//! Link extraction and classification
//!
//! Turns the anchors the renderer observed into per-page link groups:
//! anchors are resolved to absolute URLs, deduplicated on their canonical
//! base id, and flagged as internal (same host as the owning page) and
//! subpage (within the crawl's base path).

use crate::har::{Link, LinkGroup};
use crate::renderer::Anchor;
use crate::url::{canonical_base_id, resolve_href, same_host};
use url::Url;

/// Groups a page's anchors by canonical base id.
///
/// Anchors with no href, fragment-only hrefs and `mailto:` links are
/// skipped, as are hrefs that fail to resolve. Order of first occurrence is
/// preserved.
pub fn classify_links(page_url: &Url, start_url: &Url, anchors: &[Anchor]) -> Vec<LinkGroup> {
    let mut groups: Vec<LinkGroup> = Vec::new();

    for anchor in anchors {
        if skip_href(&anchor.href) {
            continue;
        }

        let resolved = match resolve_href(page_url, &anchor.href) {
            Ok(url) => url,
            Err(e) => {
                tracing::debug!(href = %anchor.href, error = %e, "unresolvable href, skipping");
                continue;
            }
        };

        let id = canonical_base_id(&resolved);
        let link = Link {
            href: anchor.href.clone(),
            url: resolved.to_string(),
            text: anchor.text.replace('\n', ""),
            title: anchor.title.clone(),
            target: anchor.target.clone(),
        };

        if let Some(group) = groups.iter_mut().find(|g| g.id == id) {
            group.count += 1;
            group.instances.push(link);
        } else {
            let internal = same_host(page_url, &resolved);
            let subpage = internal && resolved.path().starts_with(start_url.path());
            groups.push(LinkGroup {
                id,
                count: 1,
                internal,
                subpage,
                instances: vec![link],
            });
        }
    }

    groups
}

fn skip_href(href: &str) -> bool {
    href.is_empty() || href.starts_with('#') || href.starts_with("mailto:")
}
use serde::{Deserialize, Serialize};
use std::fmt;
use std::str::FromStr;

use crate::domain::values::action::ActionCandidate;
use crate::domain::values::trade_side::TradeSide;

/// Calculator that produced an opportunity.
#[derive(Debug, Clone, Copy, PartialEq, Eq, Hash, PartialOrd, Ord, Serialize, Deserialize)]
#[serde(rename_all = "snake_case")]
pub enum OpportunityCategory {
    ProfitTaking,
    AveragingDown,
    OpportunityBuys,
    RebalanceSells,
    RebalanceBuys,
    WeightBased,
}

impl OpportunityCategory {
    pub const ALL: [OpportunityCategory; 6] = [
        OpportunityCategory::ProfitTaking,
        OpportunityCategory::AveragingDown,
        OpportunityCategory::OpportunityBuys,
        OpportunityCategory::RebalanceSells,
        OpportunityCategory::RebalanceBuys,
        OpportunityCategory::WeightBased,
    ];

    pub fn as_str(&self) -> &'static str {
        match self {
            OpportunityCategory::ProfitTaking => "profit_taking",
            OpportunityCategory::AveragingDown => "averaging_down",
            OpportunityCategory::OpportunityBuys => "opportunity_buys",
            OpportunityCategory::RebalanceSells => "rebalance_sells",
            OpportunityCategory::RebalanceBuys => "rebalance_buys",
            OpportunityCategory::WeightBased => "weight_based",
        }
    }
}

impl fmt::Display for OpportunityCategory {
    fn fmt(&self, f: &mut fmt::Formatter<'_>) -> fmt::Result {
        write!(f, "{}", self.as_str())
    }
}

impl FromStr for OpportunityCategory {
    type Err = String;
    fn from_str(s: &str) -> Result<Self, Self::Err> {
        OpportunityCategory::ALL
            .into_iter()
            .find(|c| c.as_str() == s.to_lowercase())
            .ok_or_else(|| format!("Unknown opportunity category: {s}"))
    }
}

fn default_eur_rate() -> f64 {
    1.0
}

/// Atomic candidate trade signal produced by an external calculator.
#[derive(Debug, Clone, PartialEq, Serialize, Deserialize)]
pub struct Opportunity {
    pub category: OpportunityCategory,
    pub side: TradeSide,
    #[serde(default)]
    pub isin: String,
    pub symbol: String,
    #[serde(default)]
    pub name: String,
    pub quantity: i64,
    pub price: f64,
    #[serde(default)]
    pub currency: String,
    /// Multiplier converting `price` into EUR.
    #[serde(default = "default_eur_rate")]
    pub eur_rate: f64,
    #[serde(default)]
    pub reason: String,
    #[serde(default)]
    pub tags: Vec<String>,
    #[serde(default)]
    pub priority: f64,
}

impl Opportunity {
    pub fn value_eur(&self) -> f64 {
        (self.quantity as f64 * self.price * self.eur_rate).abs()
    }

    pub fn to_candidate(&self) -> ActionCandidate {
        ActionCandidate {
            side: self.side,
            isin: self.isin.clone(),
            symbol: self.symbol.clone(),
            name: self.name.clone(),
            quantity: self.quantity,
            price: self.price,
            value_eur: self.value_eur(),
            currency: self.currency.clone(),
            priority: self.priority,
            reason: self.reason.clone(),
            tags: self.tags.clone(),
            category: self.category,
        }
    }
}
--
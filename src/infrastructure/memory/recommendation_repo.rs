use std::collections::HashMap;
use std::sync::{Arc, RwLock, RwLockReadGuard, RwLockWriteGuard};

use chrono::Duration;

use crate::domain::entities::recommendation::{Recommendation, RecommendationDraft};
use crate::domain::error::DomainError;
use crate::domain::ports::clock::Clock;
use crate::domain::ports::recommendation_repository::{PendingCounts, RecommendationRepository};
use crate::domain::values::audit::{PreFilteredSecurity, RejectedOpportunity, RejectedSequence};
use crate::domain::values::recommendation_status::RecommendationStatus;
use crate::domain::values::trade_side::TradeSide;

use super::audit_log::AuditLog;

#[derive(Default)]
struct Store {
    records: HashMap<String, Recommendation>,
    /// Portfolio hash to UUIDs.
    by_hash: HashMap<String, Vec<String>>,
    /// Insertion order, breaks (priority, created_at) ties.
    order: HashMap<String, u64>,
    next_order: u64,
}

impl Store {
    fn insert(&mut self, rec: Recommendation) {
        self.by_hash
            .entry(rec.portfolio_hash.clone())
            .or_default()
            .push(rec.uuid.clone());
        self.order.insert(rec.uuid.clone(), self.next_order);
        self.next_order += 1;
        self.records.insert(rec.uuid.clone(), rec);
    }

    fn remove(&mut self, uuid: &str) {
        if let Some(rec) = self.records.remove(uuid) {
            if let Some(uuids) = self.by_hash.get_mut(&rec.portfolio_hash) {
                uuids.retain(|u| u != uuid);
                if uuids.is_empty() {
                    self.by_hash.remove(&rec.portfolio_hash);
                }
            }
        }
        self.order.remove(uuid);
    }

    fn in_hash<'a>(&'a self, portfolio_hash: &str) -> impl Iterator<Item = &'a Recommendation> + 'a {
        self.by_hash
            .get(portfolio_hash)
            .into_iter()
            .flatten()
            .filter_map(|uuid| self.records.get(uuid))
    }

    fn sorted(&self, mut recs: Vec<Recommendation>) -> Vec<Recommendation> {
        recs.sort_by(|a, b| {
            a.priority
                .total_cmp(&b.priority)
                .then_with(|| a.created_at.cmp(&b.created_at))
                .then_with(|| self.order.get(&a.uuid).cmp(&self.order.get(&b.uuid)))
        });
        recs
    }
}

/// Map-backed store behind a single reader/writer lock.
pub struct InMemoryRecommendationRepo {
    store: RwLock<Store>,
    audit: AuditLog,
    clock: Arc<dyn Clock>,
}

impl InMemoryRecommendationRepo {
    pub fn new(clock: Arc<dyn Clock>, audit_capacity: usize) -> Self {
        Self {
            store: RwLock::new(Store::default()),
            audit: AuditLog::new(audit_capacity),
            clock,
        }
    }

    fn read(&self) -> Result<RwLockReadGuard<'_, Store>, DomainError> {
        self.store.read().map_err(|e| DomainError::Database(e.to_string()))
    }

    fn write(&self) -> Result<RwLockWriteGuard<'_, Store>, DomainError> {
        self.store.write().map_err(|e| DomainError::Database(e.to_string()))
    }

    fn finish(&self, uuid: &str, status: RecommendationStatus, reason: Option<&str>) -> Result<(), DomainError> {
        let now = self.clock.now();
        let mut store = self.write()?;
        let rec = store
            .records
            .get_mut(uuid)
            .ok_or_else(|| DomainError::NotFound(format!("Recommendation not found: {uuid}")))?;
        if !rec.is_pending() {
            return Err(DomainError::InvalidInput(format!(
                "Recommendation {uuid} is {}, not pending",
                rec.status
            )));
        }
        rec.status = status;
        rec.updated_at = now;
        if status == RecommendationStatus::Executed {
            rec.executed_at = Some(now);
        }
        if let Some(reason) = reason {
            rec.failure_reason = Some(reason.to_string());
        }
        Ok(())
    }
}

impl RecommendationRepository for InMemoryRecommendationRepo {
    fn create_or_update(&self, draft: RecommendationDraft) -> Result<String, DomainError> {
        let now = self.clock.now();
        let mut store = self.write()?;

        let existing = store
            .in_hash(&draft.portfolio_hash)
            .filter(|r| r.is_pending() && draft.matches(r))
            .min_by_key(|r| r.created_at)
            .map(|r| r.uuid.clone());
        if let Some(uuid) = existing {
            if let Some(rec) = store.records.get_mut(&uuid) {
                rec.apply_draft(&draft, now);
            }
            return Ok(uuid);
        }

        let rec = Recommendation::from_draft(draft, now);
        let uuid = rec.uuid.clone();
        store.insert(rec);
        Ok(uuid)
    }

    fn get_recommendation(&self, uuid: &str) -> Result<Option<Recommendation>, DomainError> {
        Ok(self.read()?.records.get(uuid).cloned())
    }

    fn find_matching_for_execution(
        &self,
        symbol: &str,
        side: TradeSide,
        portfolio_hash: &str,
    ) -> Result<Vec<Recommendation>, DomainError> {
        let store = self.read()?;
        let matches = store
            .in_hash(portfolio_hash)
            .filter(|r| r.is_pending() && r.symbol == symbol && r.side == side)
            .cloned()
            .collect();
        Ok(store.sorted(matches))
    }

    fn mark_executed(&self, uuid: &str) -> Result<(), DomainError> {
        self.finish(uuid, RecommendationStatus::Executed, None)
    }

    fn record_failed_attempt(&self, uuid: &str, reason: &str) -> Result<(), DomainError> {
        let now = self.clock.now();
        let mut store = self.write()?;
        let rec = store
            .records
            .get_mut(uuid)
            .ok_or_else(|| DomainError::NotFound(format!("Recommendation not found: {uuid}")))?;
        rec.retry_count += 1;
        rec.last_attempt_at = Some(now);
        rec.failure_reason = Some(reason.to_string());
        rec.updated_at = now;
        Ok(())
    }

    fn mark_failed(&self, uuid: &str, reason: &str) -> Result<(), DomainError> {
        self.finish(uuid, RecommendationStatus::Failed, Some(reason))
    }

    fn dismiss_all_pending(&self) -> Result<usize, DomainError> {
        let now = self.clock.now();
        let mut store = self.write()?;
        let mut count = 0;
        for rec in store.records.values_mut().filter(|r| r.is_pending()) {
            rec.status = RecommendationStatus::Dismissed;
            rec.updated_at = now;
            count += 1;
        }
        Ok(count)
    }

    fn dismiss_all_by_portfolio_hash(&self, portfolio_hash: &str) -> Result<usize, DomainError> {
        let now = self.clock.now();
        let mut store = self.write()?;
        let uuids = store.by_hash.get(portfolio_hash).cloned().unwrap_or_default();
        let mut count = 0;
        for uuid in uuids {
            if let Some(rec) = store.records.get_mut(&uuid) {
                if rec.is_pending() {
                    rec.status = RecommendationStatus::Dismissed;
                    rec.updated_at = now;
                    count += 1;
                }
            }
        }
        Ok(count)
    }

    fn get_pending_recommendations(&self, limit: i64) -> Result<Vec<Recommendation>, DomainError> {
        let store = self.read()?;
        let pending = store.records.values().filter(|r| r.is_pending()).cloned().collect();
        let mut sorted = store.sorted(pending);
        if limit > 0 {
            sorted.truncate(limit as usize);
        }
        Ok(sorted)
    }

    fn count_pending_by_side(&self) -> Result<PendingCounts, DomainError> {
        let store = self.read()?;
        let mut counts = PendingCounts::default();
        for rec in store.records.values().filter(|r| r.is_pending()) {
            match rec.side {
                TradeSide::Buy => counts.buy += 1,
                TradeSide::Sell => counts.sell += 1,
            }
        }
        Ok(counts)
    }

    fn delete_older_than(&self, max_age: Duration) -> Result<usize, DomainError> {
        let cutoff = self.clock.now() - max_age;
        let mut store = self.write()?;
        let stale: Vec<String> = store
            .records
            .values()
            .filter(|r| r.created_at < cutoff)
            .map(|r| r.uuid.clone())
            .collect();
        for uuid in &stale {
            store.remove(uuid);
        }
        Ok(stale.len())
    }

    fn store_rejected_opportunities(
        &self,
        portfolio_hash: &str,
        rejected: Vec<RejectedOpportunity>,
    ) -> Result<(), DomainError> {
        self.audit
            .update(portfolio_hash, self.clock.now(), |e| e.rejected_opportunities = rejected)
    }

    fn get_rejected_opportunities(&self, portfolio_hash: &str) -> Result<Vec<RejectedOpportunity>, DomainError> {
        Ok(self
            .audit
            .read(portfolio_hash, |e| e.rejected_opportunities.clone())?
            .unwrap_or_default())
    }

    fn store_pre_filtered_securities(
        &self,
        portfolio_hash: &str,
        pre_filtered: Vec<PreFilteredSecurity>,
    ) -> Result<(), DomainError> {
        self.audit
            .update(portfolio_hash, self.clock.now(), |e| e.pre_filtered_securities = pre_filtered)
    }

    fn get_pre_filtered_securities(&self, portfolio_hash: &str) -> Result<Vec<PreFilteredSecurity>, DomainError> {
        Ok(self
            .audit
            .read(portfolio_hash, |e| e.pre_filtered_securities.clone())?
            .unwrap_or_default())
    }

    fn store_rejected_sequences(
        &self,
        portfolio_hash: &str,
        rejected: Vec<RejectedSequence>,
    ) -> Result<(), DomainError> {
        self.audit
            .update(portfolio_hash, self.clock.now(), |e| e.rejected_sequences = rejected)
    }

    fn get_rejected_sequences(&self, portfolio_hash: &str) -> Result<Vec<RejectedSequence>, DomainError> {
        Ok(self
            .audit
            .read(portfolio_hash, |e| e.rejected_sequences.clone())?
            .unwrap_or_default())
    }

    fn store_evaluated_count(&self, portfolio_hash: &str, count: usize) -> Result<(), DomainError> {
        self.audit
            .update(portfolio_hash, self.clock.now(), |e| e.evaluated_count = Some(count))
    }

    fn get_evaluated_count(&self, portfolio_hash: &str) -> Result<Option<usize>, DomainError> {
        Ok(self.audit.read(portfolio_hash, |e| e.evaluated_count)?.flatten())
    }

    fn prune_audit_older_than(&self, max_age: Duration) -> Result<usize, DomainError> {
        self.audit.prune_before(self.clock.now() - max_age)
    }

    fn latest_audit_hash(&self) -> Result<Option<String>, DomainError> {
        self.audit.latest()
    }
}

▸ ABOUT THIS TASK
In the entries above, which lines hold the string "internal"? Report all of them.

▸ FINISHED EXERCISE
//! base id, and flagged as internal (same host as the owning page) and
            let internal = same_host(page_url, &resolved);
            let subpage = internal && resolved.path().starts_with(start_url.path());
                internal,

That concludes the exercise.